» **The task**
From the line bearing "use super::*;" down to the final line of the records below, give every line again exactly and add nothing.

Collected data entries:
● ● ● ● ● ● ●
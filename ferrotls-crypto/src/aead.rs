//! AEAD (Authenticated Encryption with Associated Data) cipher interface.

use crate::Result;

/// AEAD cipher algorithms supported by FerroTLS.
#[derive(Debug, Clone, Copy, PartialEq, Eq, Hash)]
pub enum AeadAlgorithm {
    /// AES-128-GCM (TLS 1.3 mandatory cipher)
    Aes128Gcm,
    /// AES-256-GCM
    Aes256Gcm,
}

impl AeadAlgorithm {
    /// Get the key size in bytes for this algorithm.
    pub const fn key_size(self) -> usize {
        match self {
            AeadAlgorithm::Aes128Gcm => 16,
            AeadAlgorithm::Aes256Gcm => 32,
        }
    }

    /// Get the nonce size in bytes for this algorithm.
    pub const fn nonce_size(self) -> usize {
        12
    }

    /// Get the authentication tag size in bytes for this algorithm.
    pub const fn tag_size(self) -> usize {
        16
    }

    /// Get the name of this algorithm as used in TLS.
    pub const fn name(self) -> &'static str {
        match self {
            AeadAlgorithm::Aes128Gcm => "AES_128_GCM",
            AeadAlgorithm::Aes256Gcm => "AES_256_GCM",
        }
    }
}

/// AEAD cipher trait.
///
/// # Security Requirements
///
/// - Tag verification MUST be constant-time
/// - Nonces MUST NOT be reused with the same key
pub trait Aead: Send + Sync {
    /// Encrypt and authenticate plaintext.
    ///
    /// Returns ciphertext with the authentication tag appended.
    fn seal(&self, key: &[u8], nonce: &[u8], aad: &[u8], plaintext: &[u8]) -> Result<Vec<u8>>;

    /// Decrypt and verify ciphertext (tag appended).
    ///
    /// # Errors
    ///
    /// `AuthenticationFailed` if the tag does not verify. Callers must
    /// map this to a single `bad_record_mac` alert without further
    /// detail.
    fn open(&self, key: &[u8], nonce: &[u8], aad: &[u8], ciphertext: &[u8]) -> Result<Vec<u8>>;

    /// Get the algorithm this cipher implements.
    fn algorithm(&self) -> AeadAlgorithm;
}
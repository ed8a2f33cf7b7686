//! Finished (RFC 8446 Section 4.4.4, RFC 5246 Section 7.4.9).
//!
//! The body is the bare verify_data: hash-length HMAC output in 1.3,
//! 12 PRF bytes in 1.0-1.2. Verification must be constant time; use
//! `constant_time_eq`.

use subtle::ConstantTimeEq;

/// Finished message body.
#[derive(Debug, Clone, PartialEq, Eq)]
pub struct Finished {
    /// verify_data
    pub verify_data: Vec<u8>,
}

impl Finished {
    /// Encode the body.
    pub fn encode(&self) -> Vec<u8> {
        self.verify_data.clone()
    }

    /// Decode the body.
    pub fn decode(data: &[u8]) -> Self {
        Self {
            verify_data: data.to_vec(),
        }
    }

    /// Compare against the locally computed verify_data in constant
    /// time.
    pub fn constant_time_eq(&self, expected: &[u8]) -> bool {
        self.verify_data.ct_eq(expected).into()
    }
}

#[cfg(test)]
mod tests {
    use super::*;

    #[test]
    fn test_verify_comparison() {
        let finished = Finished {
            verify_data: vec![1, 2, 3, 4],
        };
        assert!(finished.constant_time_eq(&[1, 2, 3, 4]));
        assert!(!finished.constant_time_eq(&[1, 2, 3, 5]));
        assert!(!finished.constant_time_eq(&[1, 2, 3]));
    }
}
● ● ● ● ● ● ●
» **Answer box**
    use super::*;

    #[test]
    fn test_verify_comparison() {
        let finished = Finished {
            verify_data: vec![1, 2, 3, 4],
        };
        assert!(finished.constant_time_eq(&[1, 2, 3, 4]));
        assert!(!finished.constant_time_eq(&[1, 2, 3, 5]));
        assert!(!finished.constant_time_eq(&[1, 2, 3]));
    }
}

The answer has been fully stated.